_EXERCISE PROMPT_: Each line of the data that includes "None" must be copied.

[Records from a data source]
=== Begin Enclosure ===

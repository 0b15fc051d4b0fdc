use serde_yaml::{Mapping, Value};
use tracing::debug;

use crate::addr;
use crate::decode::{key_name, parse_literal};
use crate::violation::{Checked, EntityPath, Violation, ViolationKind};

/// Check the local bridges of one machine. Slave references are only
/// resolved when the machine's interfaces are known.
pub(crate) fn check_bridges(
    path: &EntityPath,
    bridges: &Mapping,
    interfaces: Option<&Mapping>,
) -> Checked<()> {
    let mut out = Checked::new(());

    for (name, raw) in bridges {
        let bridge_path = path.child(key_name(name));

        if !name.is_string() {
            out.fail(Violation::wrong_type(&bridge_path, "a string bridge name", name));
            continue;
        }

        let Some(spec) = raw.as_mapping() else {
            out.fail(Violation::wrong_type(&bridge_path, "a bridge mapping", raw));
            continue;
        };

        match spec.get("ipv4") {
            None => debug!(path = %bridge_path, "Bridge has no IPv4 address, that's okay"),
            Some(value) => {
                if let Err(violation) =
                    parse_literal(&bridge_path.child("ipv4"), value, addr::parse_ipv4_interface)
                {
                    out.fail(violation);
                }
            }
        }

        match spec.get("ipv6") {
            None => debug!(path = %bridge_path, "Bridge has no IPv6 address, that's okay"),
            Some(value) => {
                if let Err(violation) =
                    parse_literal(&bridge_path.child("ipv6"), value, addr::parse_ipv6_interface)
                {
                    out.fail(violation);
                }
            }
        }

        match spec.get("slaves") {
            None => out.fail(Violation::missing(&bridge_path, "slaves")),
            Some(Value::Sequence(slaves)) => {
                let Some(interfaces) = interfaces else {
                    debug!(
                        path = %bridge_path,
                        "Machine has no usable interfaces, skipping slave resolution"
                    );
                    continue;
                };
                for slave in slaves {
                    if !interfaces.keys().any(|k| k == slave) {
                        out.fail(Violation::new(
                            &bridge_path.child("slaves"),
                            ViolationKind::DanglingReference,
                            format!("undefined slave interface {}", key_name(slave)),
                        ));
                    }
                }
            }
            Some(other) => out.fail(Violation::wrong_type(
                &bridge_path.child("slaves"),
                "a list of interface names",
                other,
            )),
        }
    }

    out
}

=== End Enclosure ===
=== Begin Enclosure ===

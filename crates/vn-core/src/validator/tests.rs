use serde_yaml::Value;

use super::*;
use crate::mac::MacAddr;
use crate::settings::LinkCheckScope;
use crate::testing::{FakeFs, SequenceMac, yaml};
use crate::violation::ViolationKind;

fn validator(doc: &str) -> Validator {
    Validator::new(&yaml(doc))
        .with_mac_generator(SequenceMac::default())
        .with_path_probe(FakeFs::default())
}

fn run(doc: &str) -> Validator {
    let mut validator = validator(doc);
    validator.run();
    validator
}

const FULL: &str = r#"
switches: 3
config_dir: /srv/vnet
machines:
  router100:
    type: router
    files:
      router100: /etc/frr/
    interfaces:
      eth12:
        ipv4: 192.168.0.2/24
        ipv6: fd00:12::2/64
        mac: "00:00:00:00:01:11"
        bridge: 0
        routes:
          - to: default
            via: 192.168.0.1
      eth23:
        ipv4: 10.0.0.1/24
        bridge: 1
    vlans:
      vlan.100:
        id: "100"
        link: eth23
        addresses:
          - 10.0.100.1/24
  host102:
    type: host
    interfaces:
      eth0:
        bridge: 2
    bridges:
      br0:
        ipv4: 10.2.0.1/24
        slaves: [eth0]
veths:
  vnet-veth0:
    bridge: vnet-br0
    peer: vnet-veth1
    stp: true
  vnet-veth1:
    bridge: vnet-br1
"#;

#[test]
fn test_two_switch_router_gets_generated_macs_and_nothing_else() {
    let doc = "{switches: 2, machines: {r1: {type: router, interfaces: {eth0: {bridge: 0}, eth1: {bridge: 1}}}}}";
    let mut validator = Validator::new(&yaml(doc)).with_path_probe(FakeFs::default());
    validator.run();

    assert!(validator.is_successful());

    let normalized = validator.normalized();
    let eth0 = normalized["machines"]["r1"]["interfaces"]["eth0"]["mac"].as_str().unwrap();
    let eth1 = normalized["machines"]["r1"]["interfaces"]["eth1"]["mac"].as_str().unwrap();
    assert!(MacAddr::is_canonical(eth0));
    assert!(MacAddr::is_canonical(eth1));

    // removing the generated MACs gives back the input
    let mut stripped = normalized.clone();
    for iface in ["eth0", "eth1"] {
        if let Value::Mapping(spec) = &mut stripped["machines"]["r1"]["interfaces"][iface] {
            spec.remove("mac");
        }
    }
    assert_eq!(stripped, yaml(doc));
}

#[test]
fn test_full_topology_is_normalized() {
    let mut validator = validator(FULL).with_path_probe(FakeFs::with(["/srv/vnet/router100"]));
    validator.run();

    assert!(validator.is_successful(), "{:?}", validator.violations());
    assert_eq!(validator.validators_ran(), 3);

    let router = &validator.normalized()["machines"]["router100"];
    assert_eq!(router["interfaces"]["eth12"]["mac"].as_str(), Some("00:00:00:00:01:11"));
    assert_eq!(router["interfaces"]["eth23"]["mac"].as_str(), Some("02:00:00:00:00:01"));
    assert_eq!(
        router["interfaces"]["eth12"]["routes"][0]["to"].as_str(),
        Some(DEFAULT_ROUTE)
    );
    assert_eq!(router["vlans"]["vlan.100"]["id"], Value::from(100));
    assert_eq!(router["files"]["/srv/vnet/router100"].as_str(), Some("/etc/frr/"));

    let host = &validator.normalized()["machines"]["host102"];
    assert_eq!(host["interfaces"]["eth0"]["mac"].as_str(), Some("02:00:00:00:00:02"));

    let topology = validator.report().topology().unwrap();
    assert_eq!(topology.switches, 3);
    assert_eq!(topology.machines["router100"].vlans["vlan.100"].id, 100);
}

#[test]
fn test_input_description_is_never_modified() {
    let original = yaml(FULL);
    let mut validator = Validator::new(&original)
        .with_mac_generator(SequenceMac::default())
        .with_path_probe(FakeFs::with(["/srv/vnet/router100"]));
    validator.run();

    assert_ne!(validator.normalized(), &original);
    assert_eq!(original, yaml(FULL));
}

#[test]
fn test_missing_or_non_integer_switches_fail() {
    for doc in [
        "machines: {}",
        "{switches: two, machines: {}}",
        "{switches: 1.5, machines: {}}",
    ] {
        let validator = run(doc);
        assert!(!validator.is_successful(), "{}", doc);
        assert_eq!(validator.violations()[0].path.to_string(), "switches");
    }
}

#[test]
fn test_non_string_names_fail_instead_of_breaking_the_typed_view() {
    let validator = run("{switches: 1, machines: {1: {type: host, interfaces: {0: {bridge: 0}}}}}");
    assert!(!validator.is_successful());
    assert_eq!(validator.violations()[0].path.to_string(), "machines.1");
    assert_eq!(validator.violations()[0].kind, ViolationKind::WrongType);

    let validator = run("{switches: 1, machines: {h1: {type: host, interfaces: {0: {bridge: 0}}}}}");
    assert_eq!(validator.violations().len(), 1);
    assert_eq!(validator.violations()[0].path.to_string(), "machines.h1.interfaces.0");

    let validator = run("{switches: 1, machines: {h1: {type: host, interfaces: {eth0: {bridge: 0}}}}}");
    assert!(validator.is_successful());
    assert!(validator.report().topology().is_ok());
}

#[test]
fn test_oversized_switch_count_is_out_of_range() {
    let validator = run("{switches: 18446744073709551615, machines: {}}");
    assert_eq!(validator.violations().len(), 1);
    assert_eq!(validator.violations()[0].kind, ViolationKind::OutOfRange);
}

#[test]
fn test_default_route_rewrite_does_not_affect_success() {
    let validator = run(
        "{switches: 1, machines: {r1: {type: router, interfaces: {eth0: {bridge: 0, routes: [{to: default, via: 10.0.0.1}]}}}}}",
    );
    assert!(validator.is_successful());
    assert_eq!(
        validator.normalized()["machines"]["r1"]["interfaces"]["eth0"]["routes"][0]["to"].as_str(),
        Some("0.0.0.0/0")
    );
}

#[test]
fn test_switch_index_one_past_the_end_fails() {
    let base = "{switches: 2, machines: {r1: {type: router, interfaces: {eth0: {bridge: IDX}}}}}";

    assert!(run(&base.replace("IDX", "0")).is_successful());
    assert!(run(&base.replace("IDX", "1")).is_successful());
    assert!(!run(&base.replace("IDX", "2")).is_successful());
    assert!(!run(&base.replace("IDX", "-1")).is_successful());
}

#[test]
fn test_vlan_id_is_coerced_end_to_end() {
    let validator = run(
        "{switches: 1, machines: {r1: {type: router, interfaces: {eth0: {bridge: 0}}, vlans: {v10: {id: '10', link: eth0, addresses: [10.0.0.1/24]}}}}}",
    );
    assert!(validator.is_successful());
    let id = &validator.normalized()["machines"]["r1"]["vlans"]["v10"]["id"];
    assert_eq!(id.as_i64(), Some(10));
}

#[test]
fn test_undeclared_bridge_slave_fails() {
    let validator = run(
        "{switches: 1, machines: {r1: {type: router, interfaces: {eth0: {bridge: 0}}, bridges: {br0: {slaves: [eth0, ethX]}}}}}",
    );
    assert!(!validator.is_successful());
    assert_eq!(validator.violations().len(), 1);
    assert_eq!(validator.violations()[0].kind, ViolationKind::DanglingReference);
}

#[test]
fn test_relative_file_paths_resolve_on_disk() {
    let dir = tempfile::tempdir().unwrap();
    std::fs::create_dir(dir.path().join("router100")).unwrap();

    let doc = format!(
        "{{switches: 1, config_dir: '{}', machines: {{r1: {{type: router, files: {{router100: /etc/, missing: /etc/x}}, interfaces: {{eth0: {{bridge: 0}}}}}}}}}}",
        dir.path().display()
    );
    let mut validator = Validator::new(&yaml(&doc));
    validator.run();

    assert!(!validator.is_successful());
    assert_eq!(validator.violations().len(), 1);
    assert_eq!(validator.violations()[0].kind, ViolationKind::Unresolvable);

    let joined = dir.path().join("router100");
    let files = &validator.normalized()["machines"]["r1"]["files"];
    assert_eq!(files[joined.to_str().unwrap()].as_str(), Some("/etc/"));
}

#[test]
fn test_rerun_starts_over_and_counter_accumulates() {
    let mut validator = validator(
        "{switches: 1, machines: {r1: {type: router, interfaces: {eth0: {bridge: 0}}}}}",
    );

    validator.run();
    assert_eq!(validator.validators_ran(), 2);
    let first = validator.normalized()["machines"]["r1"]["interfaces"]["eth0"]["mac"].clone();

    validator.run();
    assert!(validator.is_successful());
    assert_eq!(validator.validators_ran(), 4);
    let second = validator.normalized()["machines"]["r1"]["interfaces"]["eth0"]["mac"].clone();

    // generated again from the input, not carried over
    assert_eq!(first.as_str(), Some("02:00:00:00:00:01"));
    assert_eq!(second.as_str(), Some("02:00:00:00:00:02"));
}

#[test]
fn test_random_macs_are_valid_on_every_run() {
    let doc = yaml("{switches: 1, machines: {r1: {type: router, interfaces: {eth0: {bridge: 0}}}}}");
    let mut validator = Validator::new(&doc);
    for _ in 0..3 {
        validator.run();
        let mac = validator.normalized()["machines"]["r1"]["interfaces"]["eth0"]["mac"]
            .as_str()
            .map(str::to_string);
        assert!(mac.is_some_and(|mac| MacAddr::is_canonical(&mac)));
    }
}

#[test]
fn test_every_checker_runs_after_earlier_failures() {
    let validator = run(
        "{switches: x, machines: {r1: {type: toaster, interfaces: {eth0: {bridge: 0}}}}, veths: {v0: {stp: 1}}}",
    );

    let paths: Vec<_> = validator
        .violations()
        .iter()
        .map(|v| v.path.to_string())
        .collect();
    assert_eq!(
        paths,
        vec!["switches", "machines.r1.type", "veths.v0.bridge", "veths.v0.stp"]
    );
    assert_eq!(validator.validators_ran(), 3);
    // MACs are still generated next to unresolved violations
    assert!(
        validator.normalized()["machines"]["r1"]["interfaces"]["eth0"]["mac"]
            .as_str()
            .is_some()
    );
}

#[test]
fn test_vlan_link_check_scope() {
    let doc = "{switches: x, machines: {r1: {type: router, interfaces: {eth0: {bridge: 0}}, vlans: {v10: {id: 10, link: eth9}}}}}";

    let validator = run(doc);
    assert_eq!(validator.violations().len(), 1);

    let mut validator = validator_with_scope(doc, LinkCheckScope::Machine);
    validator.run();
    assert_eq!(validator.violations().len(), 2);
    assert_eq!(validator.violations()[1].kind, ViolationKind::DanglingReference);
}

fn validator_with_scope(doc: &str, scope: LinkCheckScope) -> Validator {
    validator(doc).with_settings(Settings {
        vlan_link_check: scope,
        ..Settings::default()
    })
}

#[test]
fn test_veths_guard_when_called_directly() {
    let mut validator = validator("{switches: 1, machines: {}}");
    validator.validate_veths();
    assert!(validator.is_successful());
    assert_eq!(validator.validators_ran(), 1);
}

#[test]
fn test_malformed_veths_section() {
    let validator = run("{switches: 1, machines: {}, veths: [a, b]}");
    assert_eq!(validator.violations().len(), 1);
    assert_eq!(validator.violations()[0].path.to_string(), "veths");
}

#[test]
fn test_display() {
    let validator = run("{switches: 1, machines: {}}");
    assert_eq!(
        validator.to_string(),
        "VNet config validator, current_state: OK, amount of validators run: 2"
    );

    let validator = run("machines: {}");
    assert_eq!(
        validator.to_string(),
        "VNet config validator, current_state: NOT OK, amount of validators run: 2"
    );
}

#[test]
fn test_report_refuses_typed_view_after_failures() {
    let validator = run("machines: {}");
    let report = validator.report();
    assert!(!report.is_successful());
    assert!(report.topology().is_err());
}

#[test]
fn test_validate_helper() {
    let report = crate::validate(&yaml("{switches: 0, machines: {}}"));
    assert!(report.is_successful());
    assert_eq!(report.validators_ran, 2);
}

=== End Enclosure ===

_SOLUTION TO THIS TASK_:
            None => debug!(path = %bridge_path, "Bridge has no IPv4 address, that's okay"),
            None => debug!(path = %bridge_path, "Bridge has no IPv6 address, that's okay"),
            None => out.fail(Violation::missing(&bridge_path, "slaves")),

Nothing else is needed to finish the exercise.